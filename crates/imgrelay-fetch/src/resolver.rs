//! Remote image resolution.
//!
//! # Design
//! - Every hop (the original target and each redirect) is re-validated: scheme,
//!   host and whitelist, in that order, before any network traffic.
//! - Redirects are chased manually so the hop count and per-hop validation stay
//!   under our control; the client itself never follows a `Location`.
//! - Each issued request arms its own header timer. The network task and the timer
//!   race to settle a one-shot cell; the loser is a no-op and a late response is
//!   dropped without reaching the caller.
//! - Dropping the returned future aborts both tasks, cancelling the upstream fetch
//!   when the inbound connection goes away.

use std::sync::Arc;

use imgrelay_config::ProxyConfig;
use reqwest::header::{ACCEPT, CONNECTION, CONTENT_TYPE, HeaderMap, LOCATION};
use reqwest::redirect::Policy;
use reqwest::{Client, Response, StatusCode};
use tracing::{debug, warn};
use url::{ParseError, Url};

use crate::error::{FetchError, FetchResult};
use crate::media::{self, DEFAULT_MIME};
use crate::model::{FetchOutcome, RemoteRequest};
use crate::redirect::resolve_redirect;
use crate::settle::{AbortOnDrop, Settlement};

enum Settled {
    Response(Result<Response, reqwest::Error>),
    TimedOut,
}

/// Fetches source images under the proxy's whitelist, MIME and timeout policy.
#[derive(Debug, Clone)]
pub struct FetchResolver {
    client: Client,
    policy: Arc<ProxyConfig>,
}

impl FetchResolver {
    /// Build a resolver from the proxy configuration.
    ///
    /// # Errors
    ///
    /// Returns [`FetchError::ClientBuild`] when the HTTP client cannot be constructed.
    pub fn new(config: &ProxyConfig) -> FetchResult<Self> {
        let client = Client::builder()
            .redirect(Policy::none())
            .pool_max_idle_per_host(0)
            .user_agent(config.user_agent.clone())
            .build()
            .map_err(|source| FetchError::ClientBuild { source })?;
        Ok(Self {
            client,
            policy: Arc::new(config.clone()),
        })
    }

    /// Fetch `request`, following up to the configured number of redirects.
    ///
    /// # Errors
    ///
    /// Returns the [`FetchError`] describing the first rejection: an invalid,
    /// non-HTTP, hostless or non-whitelisted target (on any hop), too many
    /// redirects, a non-200 terminal status, a disallowed MIME type, a timeout
    /// before response headers, or a transport failure.
    pub async fn fetch(&self, request: &RemoteRequest) -> FetchResult<FetchOutcome> {
        let original = parse_target(&request.url)?;
        let mut current = original.clone();
        let mut hops = 0_usize;

        let response = loop {
            self.validate_target(&current)?;
            let response = self.send(&current).await?;
            let status = response.status();

            if matches!(status, StatusCode::MOVED_PERMANENTLY | StatusCode::FOUND) {
                if let Some(location) = header_text(response.headers(), LOCATION.as_str()) {
                    if hops >= self.policy.max_redirects {
                        warn!(url = %current, hops, "redirect limit reached");
                        return Err(FetchError::RedirectLoop {
                            url: current.to_string(),
                            hops,
                        });
                    }
                    let next = resolve_redirect(&original, &location)?;
                    hops += 1;
                    debug!(from = %current, to = %next, hops, "following upstream redirect");
                    current = next;
                    continue;
                }
            }

            if status != StatusCode::OK {
                warn!(url = %current, status = status.as_u16(), "upstream returned non-200 status");
                return Err(FetchError::UpstreamStatus {
                    url: current.to_string(),
                    status: status.as_u16(),
                });
            }
            break response;
        };

        let (mime_type, extension) =
            self.negotiate(request.declared_extension.as_deref(), response.headers())?;
        let bytes = response
            .bytes()
            .await
            .map_err(|source| FetchError::Transport {
                operation: "fetch.body",
                url: current.to_string(),
                source,
            })?;
        debug!(url = %current, mime = %mime_type, size = bytes.len(), "fetched source image");
        Ok(FetchOutcome {
            bytes,
            mime_type,
            extension,
        })
    }

    fn validate_target(&self, url: &Url) -> FetchResult<()> {
        let scheme = url.scheme();
        if scheme != "http" && scheme != "https" {
            warn!(url = %url, scheme, "rejected non-http source");
            return Err(FetchError::Scheme {
                url: url.to_string(),
                scheme: scheme.to_string(),
            });
        }
        let host = url.host_str().unwrap_or_default();
        if host.is_empty() {
            return Err(FetchError::Host {
                url: url.to_string(),
            });
        }
        if !self.policy.whitelist.permits(host) {
            warn!(host, "rejected source host outside whitelist");
            return Err(FetchError::Whitelist {
                host: host.to_string(),
            });
        }
        Ok(())
    }

    async fn send(&self, url: &Url) -> FetchResult<Response> {
        let (cell, receiver) = Settlement::new();
        let request = self
            .client
            .get(url.clone())
            .header(ACCEPT, "*/*")
            .header(CONNECTION, "close");

        let network = {
            let cell = Arc::clone(&cell);
            let target = url.to_string();
            AbortOnDrop(tokio::spawn(async move {
                let result = request.send().await;
                if !cell.settle(Settled::Response(result)) {
                    debug!(url = %target, "discarding upstream response that lost to the timer");
                }
            }))
        };
        let timer = {
            let after = self.policy.request_timeout;
            AbortOnDrop(tokio::spawn(async move {
                tokio::time::sleep(after).await;
                cell.settle(Settled::TimedOut);
            }))
        };

        let settled = receiver.await;
        drop(timer);

        match settled {
            Ok(Settled::Response(Ok(response))) => Ok(response),
            Ok(Settled::Response(Err(source))) => Err(FetchError::Transport {
                operation: "fetch.send",
                url: url.to_string(),
                source,
            }),
            Ok(Settled::TimedOut) => {
                drop(network);
                warn!(
                    url = %url,
                    timeout_ms = self.policy.request_timeout.as_millis(),
                    "upstream request timed out"
                );
                Err(FetchError::Timeout {
                    url: url.to_string(),
                    after: self.policy.request_timeout,
                })
            }
            Err(_) => Err(FetchError::Interrupted {
                url: url.to_string(),
            }),
        }
    }

    fn negotiate(
        &self,
        declared_extension: Option<&str>,
        headers: &HeaderMap,
    ) -> FetchResult<(String, String)> {
        let (mime, extension) = match declared_extension {
            Some(declared) => {
                let extension = declared.trim_start_matches('.').to_ascii_lowercase();
                let mime = media::mime_for_extension(&extension).unwrap_or(DEFAULT_MIME);
                (mime.to_string(), Some(extension))
            }
            None => {
                let mime = media::essence(
                    &header_text(headers, CONTENT_TYPE.as_str()).unwrap_or_default(),
                );
                let extension = media::extension_for_mime(&mime).map(str::to_string);
                (mime, extension)
            }
        };

        match extension {
            Some(extension) if self.policy.allows_mime(&mime) => {
                Ok((mime, extension))
            }
            _ => {
                warn!(mime = %mime, "rejected upstream content type");
                Err(FetchError::UnsupportedMime {
                    mime,
                    allowed: self.policy.mime_types.clone(),
                })
            }
        }
    }
}

fn parse_target(raw: &str) -> FetchResult<Url> {
    Url::parse(raw.trim()).map_err(|source| match source {
        ParseError::RelativeUrlWithoutBase => FetchError::Scheme {
            url: raw.to_string(),
            scheme: String::new(),
        },
        ParseError::EmptyHost => FetchError::Host {
            url: raw.to_string(),
        },
        source => FetchError::InvalidUrl {
            url: raw.to_string(),
            source,
        },
    })
}

fn header_text(headers: &HeaderMap, name: &str) -> Option<String> {
    headers
        .get(name)
        .and_then(|value| value.to_str().ok())
        .map(str::to_string)
}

Work task: Repeat each record exactly. Omit nothing.

Solution below:
filename crates/imgrelay-fetch/src/resolver.rs
//! Remote image resolution.
//!
//! # Design
//! - Every hop (the original target and each redirect) is re-validated: scheme,
//!   host and whitelist, in that order, before any network traffic.
//! - Redirects are chased manually so the hop count and per-hop validation stay
//!   under our control; the client itself never follows a `Location`.
//! - Each issued request arms its own header timer. The network task and the timer
//!   race to settle a one-shot cell; the loser is a no-op and a late response is
//!   dropped without reaching the caller.
//! - Dropping the returned future aborts both tasks, cancelling the upstream fetch
//!   when the inbound connection goes away.

use std::sync::Arc;

use imgrelay_config::ProxyConfig;
use reqwest::header::{ACCEPT, CONNECTION, CONTENT_TYPE, HeaderMap, LOCATION};
use reqwest::redirect::Policy;
use reqwest::{Client, Response, StatusCode};
use tracing::{debug, warn};
use url::{ParseError, Url};

use crate::error::{FetchError, FetchResult};
use crate::media::{self, DEFAULT_MIME};
use crate::model::{FetchOutcome, RemoteRequest};
use crate::redirect::resolve_redirect;
use crate::settle::{AbortOnDrop, Settlement};

enum Settled {
    Response(Result<Response, reqwest::Error>),
    TimedOut,
}

/// Fetches source images under the proxy's whitelist, MIME and timeout policy.
#[derive(Debug, Clone)]
pub struct FetchResolver {
    client: Client,
    policy: Arc<ProxyConfig>,
}

impl FetchResolver {
    /// Build a resolver from the proxy configuration.
    ///
    /// # Errors
    ///
    /// Returns [`FetchError::ClientBuild`] when the HTTP client cannot be constructed.
    pub fn new(config: &ProxyConfig) -> FetchResult<Self> {
        let client = Client::builder()
            .redirect(Policy::none())
            .pool_max_idle_per_host(0)
            .user_agent(config.user_agent.clone())
            .build()
            .map_err(|source| FetchError::ClientBuild { source })?;
        Ok(Self {
            client,
            policy: Arc::new(config.clone()),
        })
    }

    /// Fetch `request`, following up to the configured number of redirects.
    ///
    /// # Errors
    ///
    /// Returns the [`FetchError`] describing the first rejection: an invalid,
    /// non-HTTP, hostless or non-whitelisted target (on any hop), too many
    /// redirects, a non-200 terminal status, a disallowed MIME type, a timeout
    /// before response headers, or a transport failure.
    pub async fn fetch(&self, request: &RemoteRequest) -> FetchResult<FetchOutcome> {
        let original = parse_target(&request.url)?;
        let mut current = original.clone();
        let mut hops = 0_usize;

        let response = loop {
            self.validate_target(&current)?;
            let response = self.send(&current).await?;
            let status = response.status();

            if matches!(status, StatusCode::MOVED_PERMANENTLY | StatusCode::FOUND) {
                if let Some(location) = header_text(response.headers(), LOCATION.as_str()) {
                    if hops >= self.policy.max_redirects {
                        warn!(url = %current, hops, "redirect limit reached");
                        return Err(FetchError::RedirectLoop {
                            url: current.to_string(),
                            hops,
                        });
                    }
                    let next = resolve_redirect(&original, &location)?;
                    hops += 1;
                    debug!(from = %current, to = %next, hops, "following upstream redirect");
                    current = next;
                    continue;
                }
            }

            if status != StatusCode::OK {
                warn!(url = %current, status = status.as_u16(), "upstream returned non-200 status");
                return Err(FetchError::UpstreamStatus {
                    url: current.to_string(),
                    status: status.as_u16(),
                });
            }
            break response;
        };

        let (mime_type, extension) =
            self.negotiate(request.declared_extension.as_deref(), response.headers())?;
        let bytes = response
            .bytes()
            .await
            .map_err(|source| FetchError::Transport {
                operation: "fetch.body",
                url: current.to_string(),
                source,
            })?;
        debug!(url = %current, mime = %mime_type, size = bytes.len(), "fetched source image");
        Ok(FetchOutcome {
            bytes,
            mime_type,
            extension,
        })
    }

    fn validate_target(&self, url: &Url) -> FetchResult<()> {
        let scheme = url.scheme();
        if scheme != "http" && scheme != "https" {
            warn!(url = %url, scheme, "rejected non-http source");
            return Err(FetchError::Scheme {
                url: url.to_string(),
                scheme: scheme.to_string(),
            });
        }
        let host = url.host_str().unwrap_or_default();
        if host.is_empty() {
            return Err(FetchError::Host {
                url: url.to_string(),
            });
        }
        if !self.policy.whitelist.permits(host) {
            warn!(host, "rejected source host outside whitelist");
            return Err(FetchError::Whitelist {
                host: host.to_string(),
            });
        }
        Ok(())
    }

    async fn send(&self, url: &Url) -> FetchResult<Response> {
        let (cell, receiver) = Settlement::new();
        let request = self
            .client
            .get(url.clone())
            .header(ACCEPT, "*/*")
            .header(CONNECTION, "close");

        let network = {
            let cell = Arc::clone(&cell);
            let target = url.to_string();
            AbortOnDrop(tokio::spawn(async move {
                let result = request.send().await;
                if !cell.settle(Settled::Response(result)) {
                    debug!(url = %target, "discarding upstream response that lost to the timer");
                }
            }))
        };
        let timer = {
            let after = self.policy.request_timeout;
            AbortOnDrop(tokio::spawn(async move {
                tokio::time::sleep(after).await;
                cell.settle(Settled::TimedOut);
            }))
        };

        let settled = receiver.await;
        drop(timer);

        match settled {
            Ok(Settled::Response(Ok(response))) => Ok(response),
            Ok(Settled::Response(Err(source))) => Err(FetchError::Transport {
                operation: "fetch.send",
                url: url.to_string(),
                source,
            }),
            Ok(Settled::TimedOut) => {
                drop(network);
                warn!(
                    url = %url,
                    timeout_ms = self.policy.request_timeout.as_millis(),
                    "upstream request timed out"
                );
                Err(FetchError::Timeout {
                    url: url.to_string(),
                    after: self.policy.request_timeout,
                })
            }
            Err(_) => Err(FetchError::Interrupted {
                url: url.to_string(),
            }),
        }
    }

    fn negotiate(
        &self,
        declared_extension: Option<&str>,
        headers: &HeaderMap,
    ) -> FetchResult<(String, String)> {
        let (mime, extension) = match declared_extension {
            Some(declared) => {
                let extension = declared.trim_start_matches('.').to_ascii_lowercase();
                let mime = media::mime_for_extension(&extension).unwrap_or(DEFAULT_MIME);
                (mime.to_string(), Some(extension))
            }
            None => {
                let mime = media::essence(
                    &header_text(headers, CONTENT_TYPE.as_str()).unwrap_or_default(),
                );
                let extension = media::extension_for_mime(&mime).map(str::to_string);
                (mime, extension)
            }
        };

        match extension {
            Some(extension) if self.policy.allows_mime(&mime) => {
                Ok((mime, extension))
            }
            _ => {
                warn!(mime = %mime, "rejected upstream content type");
                Err(FetchError::UnsupportedMime {
                    mime,
                    allowed: self.policy.mime_types.clone(),
                })
            }
        }
    }
}

fn parse_target(raw: &str) -> FetchResult<Url> {
    Url::parse(raw.trim()).map_err(|source| match source {
        ParseError::RelativeUrlWithoutBase => FetchError::Scheme {
            url: raw.to_string(),
            scheme: String::new(),
        },
        ParseError::EmptyHost => FetchError::Host {
            url: raw.to_string(),
        },
        source => FetchError::InvalidUrl {
            url: raw.to_string(),
            source,
        },
    })
}

fn header_text(headers: &HeaderMap, name: &str) -> Option<String> {
    headers
        .get(name)
        .and_then(|value| value.to_str().ok())
        .map(str::to_string)
}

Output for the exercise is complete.